Continuando la nostra disamina, un altro elenco interessante e che richiederebbe la presenza delle nostre attività professionali è quello delle attività usuranti. Ormai non solo le professioni giuridico economiche ma quasi tutte le attività professionali sono iper-regolamentate. Riuscire a star dietro ad una legislazione di per sé ingiusta in quanto continuamente cangiante in corso d’opera e ulteriormente impossibile in quanto non conoscibile per la soverchiante quantità di materiale prodotto sarebbe di per sé uno stress sufficiente. A questo dobbiamo aggiungere la complessità, i ritardi e i malfunzionamenti delle procedure software. L’aggressività e la cavillosità dei verificatori, che di intelligence hanno talvolta soltanto il nome. E i clienti che non collaborano, non pagano e che vogliono la luna nel pozzo. E che al primo problema ti ribaltano addosso la responsabilità. I dipendenti di studio da gestire, i conti da pagare. Vogliamo la pensione anticipata, proprio come i camionisti e i palombari. Più traffico e più apnea di così…

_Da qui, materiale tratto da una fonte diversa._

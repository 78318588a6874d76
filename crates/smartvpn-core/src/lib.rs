//! State-synchronization core between `smartvpn-api` and screen consumers.
//!
//! The backend is the single source of truth; this crate keeps
//! independently mounted screens consistent with it:
//!
//! - **[`Poller`]** — Lease-counted fetch loop publishing a [`Feed`] through
//!   `tokio::sync::watch`. Every poll carries a monotonic sequence number and
//!   only the latest issued one may write, so a slow response never
//!   overwrites a newer one. Timer ticks coalesce while a fetch is in flight.
//!
//! - **[`Reconcile`]** — Pure mapping from a snapshot to a screen's view
//!   model ([`HomeView`], [`ServersView`], [`RulesView`], [`HistoryView`]).
//!
//! - **[`Screen`]** — A mounted screen: one lease plus reconciled local
//!   state. Unmounting cancels its timer share and drops late responses.
//!
//! - **[`Dispatcher`]** — Connect/disconnect followed by exactly one forced
//!   re-poll, without optimistic updates.
//!
//! - **[`Session`]** — Facade that mounts screens with the refresh policy
//!   from [`SyncConfig`] and routes actions to the right feed.
//!
//! The [`Backend`] trait is the seam to the outside world;
//! `smartvpn_api::Client` implements it.

pub mod backend;
pub mod config;
pub mod dispatch;
pub mod error;
pub mod poller;
pub mod screen;
pub mod session;
pub mod view;

#[cfg(test)]
mod testing;

// ── Primary re-exports ──────────────────────────────────────────────
pub use backend::Backend;
pub use config::{DEFAULT_POLL_INTERVAL, SyncConfig};
pub use dispatch::{Action, ActionReport, Dispatcher, plan_toggle};
pub use error::CoreError;
pub use poller::{Feed, Lease, PollOutcome, PollPhase, Poller, RefreshPolicy};
pub use screen::{Screen, ScreenKind, ScreenState};
pub use session::Session;
pub use view::{
    History, HistoryRow, HistoryView, Home, HomeView, NO_SERVER, Reconcile, RuleRow, Rules,
    RulesView, ServerRow, Servers, ServersView,
};

// Transport and wire models consumers use alongside views.
pub use smartvpn_api::{
    Ack, Client, ConnectionState, DEFAULT_BASE_URL, HistoryEntry, HistoryKind, RuleSummary,
    ServerSummary, StatsSummary, SystemStatus, TransportConfig,
};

Ma vi dirò di più. La cosa più comica è che il legislatore, lo stesso che è fonte di gran parte dei nostri guai, ci obbliga a valutare costantemente i rischi lavorativi all’interno delle nostre strutture. A vantaggio ovviamente dei nostri dipendenti e non di noi stessi e dei nostri colleghi collaboratori, che possiamo anche schiattare sula scrivania, tanto non gliene importa nulla a nessuno. E tra i vari rischi sicuramente quello più rilevante non è il vaso di varechina rimasto per sbaglio nella toilette o la puntura della cucitrice sul dito, ma sicuramente è quello derivante dallo stress lavoro-correlato.
Un soggetto che ti dà istruzioni continuamente contrastanti accompagnandole da minacce di sanzioni abominevoli, spesso all’ultimo momento in modo da non darti il tempo di reagire non è forse qualcuno che vuole farti diventare schizofrenico? È esattamente quello che fa sistematicamente lo Stato da decenni con i professionisti italiani, nella nostra più assoluta acquiescenza.
Se dovessimo applicare alla lettera la valutazione dello stress lavoro correlato alle nostre personali attività dovremmo chiuderle. Facciamo già fatica a diradare la nebbia per non mettere alle corde i nostri dipendenti.
Meno leggi, meno decreti, assoluta uniformità amministrativa e giurisprudenziale nello spazio e nel tempo. Sarebbero queste le riforme di cui non parla nessuno che ci consentirebbero una diversa organizzazione del lavoro, un calo dei rischi e un calo delle tariffe, a vantaggio della clientela. Ecco perché negli altri paesi i professionisti costano il 30% in meno. Perché non fanno code agli sportelli e non si incastrano gli invii telematici. Ed ecco perché non basta che il prof. Monti tolga le tariffe per fare più concorrenza. Ne abbiamo di strada prima di reclamare la tredicesima e il TFR.